To avoid application of this well-settled law, the principal opinion cites State ex rel. Eagleton v. McQueen, 378 S.W.2d 449, 452 (Mo. banc 1964), and Star-Whip Sales Co. v. City of St. Louis, 307 S.W.2d 495, 498 (Mo.1957). Neither is relevant here. McQueen involved an unconstitutional chilling effect on protected conduct. McQueen, 378 S.W.2d at 452. In Star-Whip, too, the plaintiff needed declaratory relief because there was a “very real dispute going to the right of appellant to maintain its business as in the past[.]” Sta-Whip, 307 S.W.2d at 498. Plaintiffs do not claim a right to engage in traffic violations in the future. Instead, their claims relate solely to the City’s ability to prosecute their past violations. Such claims do not warrant declaratory judgment under McQueen or Star-Whip and should be dismissed under Schaefer.
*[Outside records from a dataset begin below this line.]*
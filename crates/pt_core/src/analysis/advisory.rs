//! Coaching advisory generation.
//!
//! Composes templated advisory text from the tendency analysis, the
//! prediction module and fixed thresholds. Every sentence here is either a
//! fixed string or a template filled with measured numbers; there is no
//! free-text generation and no learned model. Items whose underlying sample
//! is too small are suppressed rather than guessed.

use serde::{Deserialize, Serialize};

use super::aggregate::{percent, PartitionTally};
use super::tendencies::{analyze_with, AnalysisResult};
use super::trend;
use crate::config::AnalysisConfig;
use crate::models::{Count, PitchEvent};

/// Advice for batters facing this pitcher. `None` fields mean the sample
/// was too thin to say anything.
#[derive(Debug, Clone, Default, PartialEq, Eq, Serialize, Deserialize)]
pub struct BatterAdvice {
    pub general: Option<String>,
    pub first_pitch: Option<String>,
    pub two_strikes: Option<String>,
    pub key_count: Option<KeyCount>,
}

/// The single count where the pitcher is most predictable.
#[derive(Debug, Clone, PartialEq, Eq, Serialize, Deserialize)]
pub struct KeyCount {
    pub count: Count,
    pub advice: String,
}

/// Pitch-count driven risk for the pitcher's own coach.
#[derive(Debug, Clone, Copy, PartialEq, Eq, PartialOrd, Ord, Serialize, Deserialize, Default)]
#[serde(rename_all = "snake_case")]
pub enum FatigueRisk {
    #[default]
    Low,
    Medium,
    High,
}

#[derive(Debug, Clone, Default, PartialEq, Eq, Serialize, Deserialize)]
pub struct PitcherManagement {
    pub fatigue_risk: FatigueRisk,
    pub recommendations: Vec<String>,
    pub warnings: Vec<String>,
}

#[derive(Debug, Clone, Default, PartialEq, Eq, Serialize, Deserialize)]
pub struct DefensiveAdvice {
    pub recommendations: Vec<String>,
}

#[derive(Debug, Clone, Default, PartialEq, Eq, Serialize, Deserialize)]
pub struct GameStrategy {
    pub overall: Option<String>,
    pub strengths: Vec<String>,
    pub weaknesses: Vec<String>,
}

/// Detected mid-game pitch-mix shifts.
#[derive(Debug, Clone, Default, PartialEq, Eq, Serialize, Deserialize)]
pub struct InGameAdjustments {
    pub adjustments_made: bool,
    pub adjustments: Vec<String>,
    pub recommendation: String,
}

/// Composite advisory: a purely derived view over one pitch sequence.
#[derive(Debug, Clone, Default, PartialEq, Serialize, Deserialize)]
pub struct CoachingAdvice {
    pub has_data: bool,
    pub message: Option<String>,
    pub batter: BatterAdvice,
    pub pitcher_management: PitcherManagement,
    pub defense: DefensiveAdvice,
    pub game_strategy: GameStrategy,
    pub in_game_adjustments: InGameAdjustments,
}

impl CoachingAdvice {
    fn no_data() -> Self {
        Self {
            has_data: false,
            message: Some("No pitch data available for analysis".into()),
            ..Self::default()
        }
    }
}

/// Build the full advisory with the default configuration.
pub fn build_advice(events: &[PitchEvent]) -> CoachingAdvice {
    build_advice_with(events, &AnalysisConfig::default())
}

pub fn build_advice_with(events: &[PitchEvent], config: &AnalysisConfig) -> CoachingAdvice {
    let analysis = analyze_with(events, config);
    if !analysis.has_data {
        return CoachingAdvice::no_data();
    }
    let sorted = trend::chronological(events);

    CoachingAdvice {
        has_data: true,
        message: None,
        batter: batter_advice(&analysis, config),
        pitcher_management: pitcher_management(&sorted, config),
        defense: defensive_advice(&analysis, config),
        game_strategy: game_strategy(&analysis, &sorted, config),
        in_game_adjustments: in_game_adjustments(&sorted, config),
    }
}

fn batter_advice(analysis: &AnalysisResult, config: &AnalysisConfig) -> BatterAdvice {
    let advisory = &config.advisory;

    let general = analysis.pitch_types.dominant().map(|dominant| {
        if dominant.percentage > advisory.heavy_mix_share {
            format!(
                "Look for {} ({}% of pitches)",
                dominant.category, dominant.percentage
            )
        } else if dominant.percentage > advisory.lean_mix_share {
            format!("Expect {} but be ready to adjust", dominant.category)
        } else {
            "Mixed approach - focus on good pitch selection".into()
        }
    });

    // First-pitch framing comes from the gated prediction, so a thin
    // first-pitch sample produces no advice at all.
    let first_pitch = analysis.predictions.first_pitch.as_ref().map(|prediction| {
        if prediction.confidence > advisory.first_pitch_attack_share {
            format!(
                "Aggressive on first pitch - expect {}",
                prediction.pitch_type
            )
        } else {
            "Take first pitch - mixed approach".into()
        }
    });

    // Merge the raw two-strike partitions (0-2, 1-2, 2-2) before picking a
    // dominant type, so sparse counts do not outvote full ones.
    let mut two_strike_tally = PartitionTally::new();
    for cell in &analysis.count_matrix {
        if cell.count.is_two_strike() {
            two_strike_tally.merge(&cell.tally);
        }
    }
    let two_strikes = if two_strike_tally.total() >= config.samples.situation {
        two_strike_tally
            .dominant()
            .map(|d| format!("Protect against {} with two strikes", d.category))
    } else if two_strike_tally.has_data() {
        Some("Shorten swing with two strikes".into())
    } else {
        None
    };

    // Key count: highest dominant share strictly above the cutoff, scanned
    // in the canonical count enumeration order so ties are deterministic.
    let mut key_count: Option<(Count, String, u32)> = None;
    for cell in &analysis.count_matrix {
        if let Some(dominant) = cell.tally.dominant() {
            if dominant.percentage > advisory.key_count_share
                && key_count
                    .as_ref()
                    .map(|(_, _, best)| dominant.percentage > *best)
                    .unwrap_or(true)
            {
                key_count = Some((cell.count, dominant.category, dominant.percentage));
            }
        }
    }
    let key_count = key_count.map(|(count, pitch_type, share)| KeyCount {
        count,
        advice: format!("On {} count: Look for {} ({}%)", count, pitch_type, share),
    });

    BatterAdvice {
        general,
        first_pitch,
        two_strikes,
        key_count,
    }
}

fn pitcher_management(sorted: &[PitchEvent], config: &AnalysisConfig) -> PitcherManagement {
    let advisory = &config.advisory;
    let mut management = PitcherManagement::default();
    let total = sorted.len();

    if total > advisory.high_pitch_count {
        management.fatigue_risk = FatigueRisk::High;
        management
            .warnings
            .push("Approaching pitch limit - prepare relief pitcher".into());
    } else if total > advisory.medium_pitch_count {
        management.fatigue_risk = FatigueRisk::Medium;
        management
            .recommendations
            .push("Begin considering relief options in next inning".into());
    }

    if let Some(rate) = trend::recent_strike_rate(sorted, config.recent_window) {
        if rate < advisory.recent_strike_risk_below {
            // Control problems escalate the risk to at least medium.
            management.fatigue_risk = management.fatigue_risk.max(FatigueRisk::Medium);
            management.warnings.push(format!(
                "Control issues: Only {}% strikes in last {} pitches",
                rate, config.recent_window
            ));
        } else if rate < advisory.recent_strike_watch_below {
            management
                .recommendations
                .push("Monitor control - strike percentage dropping".into());
        }
    }

    management
}

fn defensive_advice(analysis: &AnalysisResult, config: &AnalysisConfig) -> DefensiveAdvice {
    let mut recommendations = vec![
        "Position middle infielders straight up (not expecting advanced pull/oppo tendencies at this age)"
            .to_string(),
    ];
    if analysis.pitch_types.share("fastball") > config.advisory.deep_outfield_fastball_share {
        recommendations.push(
            "Outfielders slightly deeper - high fastball percentage increases likelihood of hard contact"
                .into(),
        );
    } else {
        recommendations.push("Outfielders at medium depth - mixed pitch selection".into());
    }
    DefensiveAdvice { recommendations }
}

fn game_strategy(
    analysis: &AnalysisResult,
    sorted: &[PitchEvent],
    config: &AnalysisConfig,
) -> GameStrategy {
    let advisory = &config.advisory;
    let mut strategy = GameStrategy::default();

    let strikes = sorted.iter().filter(|e| e.is_strike_like()).count();
    let strike_rate = percent(strikes, sorted.len());
    strategy.overall = Some(if strike_rate > advisory.strong_strike_rate {
        strategy.strengths.push("Good control".into());
        "High-strike pitcher - emphasize strike zone discipline".into()
    } else if strike_rate < advisory.weak_strike_rate {
        strategy.weaknesses.push("Inconsistent control".into());
        "Control issues - take until you get a strike".into()
    } else {
        "Average control - normal approach".to_string()
    });

    if let Some(dominant) = analysis.pitch_types.dominant() {
        if dominant.percentage > advisory.predictable_share {
            strategy
                .weaknesses
                .push(format!("Heavy reliance on {}", dominant.category));
        }
    }

    strategy
}

fn in_game_adjustments(sorted: &[PitchEvent], config: &AnalysisConfig) -> InGameAdjustments {
    let halfway = sorted.len() / 2;
    let first_mix = PartitionTally::from_events(&sorted[..halfway], |e| e.pitch_type.clone());
    let second_mix = PartitionTally::from_events(&sorted[halfway..], |e| e.pitch_type.clone());

    // Union of both halves' types, first-half order then new second-half
    // types, so the report order is stable.
    let mut types: Vec<&str> = first_mix.categories().iter().map(|c| c.category.as_str()).collect();
    for entry in second_mix.categories() {
        if !types.contains(&entry.category.as_str()) {
            types.push(&entry.category);
        }
    }

    let shift = config.advisory.adjustment_shift;
    let mut adjustments = Vec::new();
    for pitch_type in types {
        let first = first_mix.share(pitch_type);
        let second = second_mix.share(pitch_type);
        if first.abs_diff(second) >= shift {
            if second > first {
                adjustments.push(format!(
                    "Increased {} usage from {}% to {}%",
                    pitch_type, first, second
                ));
            } else {
                adjustments.push(format!(
                    "Decreased {} usage from {}% to {}%",
                    pitch_type, first, second
                ));
            }
        }
    }

    let adjustments_made = !adjustments.is_empty();
    InGameAdjustments {
        adjustments_made,
        adjustments,
        recommendation: if adjustments_made {
            "Pitcher makes adjustments during game - be ready to adapt your approach".into()
        } else {
            "Consistent approach throughout game - stick with initial strategy".into()
        },
    }
}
Plaintiffs will not be prejudiced by dismissal of this action. If the City prosecutes them for alleged violations in the past, Plaintiffs will be able to assert their claims in defense of those prosecutions. If the City foregoes further prosecution, Plaintiffs have no need for a declaratory judgment because they have no presently existing controversy with the City. Either way, they are not entitled to maintain this present action.